## Problem Description and Formulation

The problem is a classic example of a linear programming problem. The ice cream truck wants to maximize its revenue by selling ice cream cones and cups, given the constraints on the available scoops of ice cream and grams of toppings.

Let's define the decision variables:

* `x`: number of ice cream cones to sell
* `y`: number of ice cream cups to sell

The objective function is to maximize the revenue:

* Revenue per ice cream cone: $3
* Revenue per ice cream cup: $3.50
* Total revenue: `3x + 3.50y`

The constraints are:

* Each ice cream cone requires 3 scoops of ice cream, and each cup requires 4 scoops. The truck has 500 scoops available: `3x + 4y <= 500`
* Each ice cream cone requires 5 grams of toppings, and each cup requires 6 grams. The truck has 1000 grams available: `5x + 6y <= 1000`
* Non-negativity constraints: `x >= 0`, `y >= 0`

## Gurobi Code

```python
import gurobi

# Create a new model
m = gurobi.Model()

# Define the decision variables
x = m.addVar(name="ice_cream_cones", lb=0, ub=gurobi.GRB.INFINITY)
y = m.addVar(name="ice_cream_cups", lb=0, ub=gurobi.GRB.INFINITY)

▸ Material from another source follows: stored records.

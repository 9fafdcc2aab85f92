use crate::config::LoggingConfig;
use tracing_subscriber::EnvFilter;
use tracing_subscriber::layer::SubscriberExt;
use tracing_subscriber::util::SubscriberInitExt;

/// Installs the global subscriber. `RUST_LOG` overrides the default `info`
/// filter. Events are forwarded to Sentry when a DSN is configured; keep the
/// returned guard alive for the lifetime of the process.
pub fn init(logging: Option<&LoggingConfig>) -> Option<sentry::ClientInitGuard> {
    let guard = logging.map(|logging| {
        sentry::init((
            logging.sentry_dsn.as_str(),
            sentry::ClientOptions {
                release: sentry::release_name!(),
                ..Default::default()
            },
        ))
    });

    let filter = EnvFilter::try_from_default_env().unwrap_or_else(|_| EnvFilter::new("info"));

    tracing_subscriber::registry()
        .with(filter)
        .with(tracing_subscriber::fmt::layer())
        .with(guard.as_ref().map(|_| sentry::integrations::tracing::layer()))
        .init();

    guard
}
use crate::{DeploymentTarget, FunctionRef, RotateError};
use async_trait::async_trait;
use aws_config::BehaviorVersion;
use aws_sdk_lambda::config::Region;
use aws_sdk_lambda::error::DisplayErrorContext;
use aws_sdk_lambda::types::Environment;
use std::collections::HashMap;

/// Rewrites the environment of an AWS Lambda function. Credentials come from
/// the default AWS provider chain.
#[derive(Default)]
pub struct AwsLambdaTarget;

impl AwsLambdaTarget {
    async fn client(region: &str) -> aws_sdk_lambda::Client {
        let config = aws_config::defaults(BehaviorVersion::latest())
            .region(Region::new(region.to_owned()))
            .load()
            .await;
        aws_sdk_lambda::Client::new(&config)
    }
}

#[async_trait]
impl DeploymentTarget for AwsLambdaTarget {
    async fn rotate_credential(
        &self,
        function: &FunctionRef,
        variable: &str,
        value: &str,
    ) -> Result<(), RotateError> {
        let deployment_error = |reason: String| RotateError::Deployment {
            function: function.name.clone(),
            reason,
        };

        let client = Self::client(&function.region).await;

        let current = client
            .get_function_configuration()
            .function_name(&function.name)
            .send()
            .await
            .map_err(|e| deployment_error(DisplayErrorContext(&e).to_string()))?;

        let existing = current
            .environment()
            .and_then(|environment| environment.variables())
            .cloned()
            .unwrap_or_default();
        tracing::debug!(
            function = %function,
            variables = existing.len(),
            "read current function environment"
        );

        let variables = merge_environment(existing, variable, value);

        client
            .update_function_configuration()
            .function_name(&function.name)
            .environment(Environment::builder().set_variables(Some(variables)).build())
            .send()
            .await
            .map_err(|e| deployment_error(DisplayErrorContext(&e).to_string()))?;

        Ok(())
    }
}

/// Returns `existing` with `variable` set to `value`. Every other variable is
/// kept, since Lambda replaces the whole environment on update.
pub fn merge_environment(
    mut existing: HashMap<String, String>,
    variable: &str,
    value: &str,
) -> HashMap<String, String> {
    existing.insert(variable.to_owned(), value.to_owned());
    existing
}
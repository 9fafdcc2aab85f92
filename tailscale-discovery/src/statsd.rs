use crate::config::MetricsConfig;
use metrics_exporter_statsd::StatsdBuilder;

const PREFIX: &str = "tailscale_discovery";

#[derive(thiserror::Error, Debug)]
pub enum MetricsError {
    #[error("could not build statsd exporter: {0}")]
    Statsd(#[from] metrics_exporter_statsd::StatsdError),
    #[error("a metrics recorder is already installed")]
    AlreadyInstalled,
}

/// Exports every relay metric to statsd.
pub fn init(config: &MetricsConfig) -> Result<(), MetricsError> {
    let recorder = StatsdBuilder::from(config.statsd_host.as_str(), config.statsd_port)
        .build(Some(PREFIX))?;

    metrics::set_global_recorder(recorder).map_err(|_| MetricsError::AlreadyInstalled)?;
    shared::metrics_defs::describe_all(relay::metrics_defs::ALL_METRICS);

    tracing::info!(
        host = %config.statsd_host,
        port = config.statsd_port,
        "exporting metrics to statsd"
    );
    Ok(())
}
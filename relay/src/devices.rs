use crate::metrics_defs::SKIPPED_DEVICES;
use serde::{Deserialize, Serialize};
use shared::counter;

/// Body of `GET /api/v2/tailnet/{tailnet}/devices`. Only the fields the relay
/// re-exposes are decoded, everything else is ignored.
#[derive(Deserialize, Debug)]
pub struct ApiDevicesResponse {
    pub devices: Vec<ApiDevice>,
}

#[derive(Deserialize, Debug, Clone, PartialEq)]
pub struct ApiDevice {
    #[serde(default)]
    pub addresses: Vec<String>,
    pub hostname: String,
    #[serde(default)]
    pub tags: Option<Vec<String>>,
}

/// A device as served by the relay.
#[derive(Serialize, Deserialize, Debug, Clone, PartialEq)]
pub struct Device {
    pub ip_v4: String,
    pub hostname: String,
    pub tags: Vec<String>,
}

#[derive(thiserror::Error, Debug, PartialEq)]
#[error("device {hostname:?} has no addresses")]
pub struct NoAddress {
    pub hostname: String,
}

impl TryFrom<ApiDevice> for Device {
    type Error = NoAddress;

    fn try_from(device: ApiDevice) -> Result<Self, Self::Error> {
        // Tailscale lists the IPv4 address first.
        let Some(ip_v4) = device.addresses.into_iter().next() else {
            return Err(NoAddress {
                hostname: device.hostname,
            });
        };

        Ok(Device {
            ip_v4,
            hostname: device.hostname,
            tags: device.tags.unwrap_or_default(),
        })
    }
}

/// Converts upstream records into relay devices sorted by hostname.
///
/// Records without any address are dropped.
pub fn normalize(api_devices: Vec<ApiDevice>) -> Vec<Device> {
    let mut devices: Vec<Device> = api_devices
        .into_iter()
        .filter_map(|api_device| match Device::try_from(api_device) {
            Ok(device) => Some(device),
            Err(e) => {
                tracing::warn!(hostname = %e.hostname, "skipping device without addresses");
                counter!(SKIPPED_DEVICES).increment(1);
                None
            }
        })
        .collect();

    devices.sort_by(|a, b| a.hostname.cmp(&b.hostname));
    devices
}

# Define the objective function
m.setObjective(3 * x + 3.50 * y, gurobi.GRB.MAXIMIZE)

# Define the constraints
m.addConstr(3 * x + 4 * y <= 500, name="scoops_constraint")
m.addConstr(5 * x + 6 * y <= 1000, name="toppings_constraint")

# Optimize the model
m.optimize()

# Print the solution
if m.status == gurobi.GRB.OPTIMAL:
    print("Optimal solution found.")
    print(f"Number of ice cream cones to sell: {x.varValue}")
    print(f"Number of ice cream cups to sell: {y.varValue}")
    print(f"Maximum revenue: ${m.objVal:.2f}")
else:
    print("No optimal solution found.")
```

This code defines the decision variables, objective function, and constraints, and then solves the model using Gurobi. The solution is printed out, including the number of ice cream cones and cups to sell, and the maximum revenue. If no optimal solution is found, a message indicating this is printed.